2. Trifft es zu, dass im Bildungsbereich u. a. in folgenden Bereichen abgebaut werden soll:
Reduktion von Lektionen im Schulangebot, weniger Klasseneröffnungen, Kürzungen im Weiterbildungsbudget, Kürzungen auf den Sachkonti?

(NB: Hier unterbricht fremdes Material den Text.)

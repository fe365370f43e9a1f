use crate::error::{EvalError, RegistryError};
use crate::expression::{Associativity, Bindings, Operand, Operation, Registry};
use opcalc_macros::opcalc_fn;

pub fn register(registry: &mut Registry) -> Result<(), RegistryError> {
    registry.register(Operation::binary("+", 1, |a, b| a + b))?;
    registry.register(Operation::binary("-", 1, |a, b| a - b))?;
    registry.register(Operation::binary("*", 2, |a, b| a * b))?;
    registry.register(Operation::binary("/", 2, |a, b| a / b))?;
    registry.register(Operation::binary("%", 2, |a, b| a % b))?;
    registry.register(Operation::binary_with("=", 0, Associativity::Right, assign))?;

    registry.register(Operation::prefix("-", 3, |a| -a))?;
    registry.register(Operation::prefix("+", 3, |a| a))?;
    registry.register(Operation::prefix_with("++", 5, |bindings, operand| {
        step(bindings, operand, "++", 1.0).map(|(_, new)| new)
    }))?;
    registry.register(Operation::prefix_with("--", 5, |bindings, operand| {
        step(bindings, operand, "--", -1.0).map(|(_, new)| new)
    }))?;
    registry.register(Operation::postfix_with("++", |bindings, operand| {
        step(bindings, operand, "++", 1.0).map(|(old, _)| old)
    }))?;
    registry.register(Operation::postfix_with("--", |bindings, operand| {
        step(bindings, operand, "--", -1.0).map(|(old, _)| old)
    }))?;

    registry.register(Operation::open_bracket("("))?;
    registry.register(Operation::close_bracket(")", "("))?;

    registry.register(max())?;
    registry.register(min())?;
    registry.register(abs())?;
    registry.register(sqrt())?;
    Ok(())
}

fn assign(bindings: &mut Bindings, target: Operand, value: Operand) -> Result<f64, EvalError> {
    let id = target
        .as_variable()
        .ok_or_else(|| EvalError::NotAssignable("=".to_string()))?;
    let value = bindings.value(value)?;
    bindings.set(id, value);
    Ok(value)
}

/// Adds `delta` to a variable in place, returning its old and new value.
fn step(
    bindings: &mut Bindings,
    operand: Operand,
    name: &str,
    delta: f64,
) -> Result<(f64, f64), EvalError> {
    let id = operand
        .as_variable()
        .ok_or_else(|| EvalError::NotAVariable(name.to_string()))?;
    let old = bindings.value(operand)?;
    bindings.set(id, old + delta);
    Ok((old, old + delta))
}

#[opcalc_fn]
fn max(a: f64, b: f64) -> f64 {
    if a > b {
        a
    } else {
        b
    }
}

#[opcalc_fn]
fn min(a: f64, b: f64) -> f64 {
    if a < b {
        a
    } else {
        b
    }
}

#[opcalc_fn]
fn abs(x: f64) -> f64 {
    x.abs()
}

#[opcalc_fn]
fn sqrt(x: f64) -> Result<f64, EvalError> {
    if x < 0.0 {
        return Err(EvalError::Domain {
            operation: "sqrt".to_string(),
            message: format!("negative argument {}", x),
        });
    }
    Ok(x.sqrt())
}

#[cfg(test)]
mod tests {
    use super::*;
    use crate::expression::{Evaluator, OperationKind, VariableStore};

    fn registry() -> Registry {
        let mut registry = Registry::new();
        register(&mut registry).unwrap();
        registry
    }

    #[test]
    fn test_registered_operations() {
        let registry = registry();

        assert_eq!(
            registry
                .lookup_operator("=", OperationKind::Binary)
                .and_then(Operation::associativity),
            Some(Associativity::Right)
        );
        for name in ["-", "++", "--"] {
            assert!(registry.lookup_operator(name, OperationKind::Prefix).is_some());
        }
        for name in ["++", "--"] {
            assert!(registry.lookup_operator(name, OperationKind::Postfix).is_some());
        }
        assert_eq!(registry.lookup_bracket(")").and_then(Operation::pare), Some("("));
        assert_eq!(registry.lookup_function("max").and_then(Operation::arity), Some(2));
        assert_eq!(registry.lookup_function("sqrt").and_then(Operation::arity), Some(1));
    }

    #[test]
    fn test_registering_twice_collides() {
        let mut registry = registry();
        assert!(matches!(
            register(&mut registry),
            Err(RegistryError::NameCollision { .. })
        ));
    }

    #[test]
    fn test_assignment_and_steps() {
        let registry = registry();
        let store = VariableStore::new();
        let evaluator = Evaluator::new(&registry, &store);

        assert_eq!(evaluator.evaluate("n = 2 * 3"), Ok(6.0));
        assert_eq!(evaluator.evaluate("n-- * 2"), Ok(12.0));
        assert_eq!(evaluator.evaluate("-n"), Ok(-5.0));
        assert_eq!(store.get("n"), Some(5.0));
        assert_eq!(
            evaluator.evaluate("max(1, 2) = 3"),
            Err(EvalError::NotAssignable("=".to_string()))
        );
    }

    #[test]
    fn test_functions() {
        let registry = registry();
        let store = VariableStore::new();
        let evaluator = Evaluator::new(&registry, &store);

        assert_eq!(evaluator.evaluate("min(4, -2)"), Ok(-2.0));
        assert_eq!(evaluator.evaluate("abs(-2.5)"), Ok(2.5));
        assert_eq!(evaluator.evaluate("sqrt(16)"), Ok(4.0));
        assert_eq!(evaluator.evaluate("max(1, 2) - 1"), Ok(1.0));
        assert!(matches!(
            evaluator.evaluate("sqrt(-1)"),
            Err(EvalError::Domain { .. })
        ));
    }
}
use crate::error::RegistryError;
use crate::expression::{Operation, Registry};

pub fn register(registry: &mut Registry) -> Result<(), RegistryError> {
    registry.register(Operation::binary_right("^", 4, f64::powf))
}
pub mod calculator;
pub mod error;
pub mod expression;
pub mod functions;

pub use calculator::Calculator;
pub use error::{CalcError, EvalError, LexError, NameKind, RegistryError, StoreError};
pub use expression::{Evaluator, Extension, Operation, Registry, Token, TokenKind, VariableStore};
pub use opcalc_macros::opcalc_fn;

use functions::register_functions;

/// Evaluates a single expression with the bundled libraries, reading and
/// updating variables in `store`.
pub fn evaluate_expression(expression: &str, store: &VariableStore) -> Result<f64, CalcError> {
    let mut registry = Registry::new();
    register_functions(&mut registry)?;

    let value = Evaluator::new(&registry, store).evaluate(expression)?;
    Ok(value)
}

3. Wenn die unter 2) formulierte Aussage zutrifft: Inwiefern entsprechen solche Massnahmen den Planungsinstrumenten der Regierung im Bildungswesen (Gesetzesgrundlagen, Bildungsstrategie, Forderungen überwiesener Vorstösse, Absichtserklärungen der Regierung und der Erziehungsdirektion)?
4. Ist bei Kürzungen im Budget 2009 und bei vorgesehenen Sparmassnahmen in den Folgejahren eine lineare Verteilung über die Direktionen vorgesehen? Wenn ja:
Warum?
5. Welche Auswirkungen von Steuerertragsausfällen erwartet der Regierungsrat für den Bildungsbereich in den folgenden Jahren
Es wird Dringlichkeit verlangt. Gewährt: 02.04.2009
Antwort des Regierungsrates Frage 1:
Zur Vermeidung eines Schuldenzuwachses im laufenden Jahr hat der Regierungsrat eine Eventualplanung im Vollzug des Voranschlags 2009 über CHF 70 Mio. in Auftrag gegeben.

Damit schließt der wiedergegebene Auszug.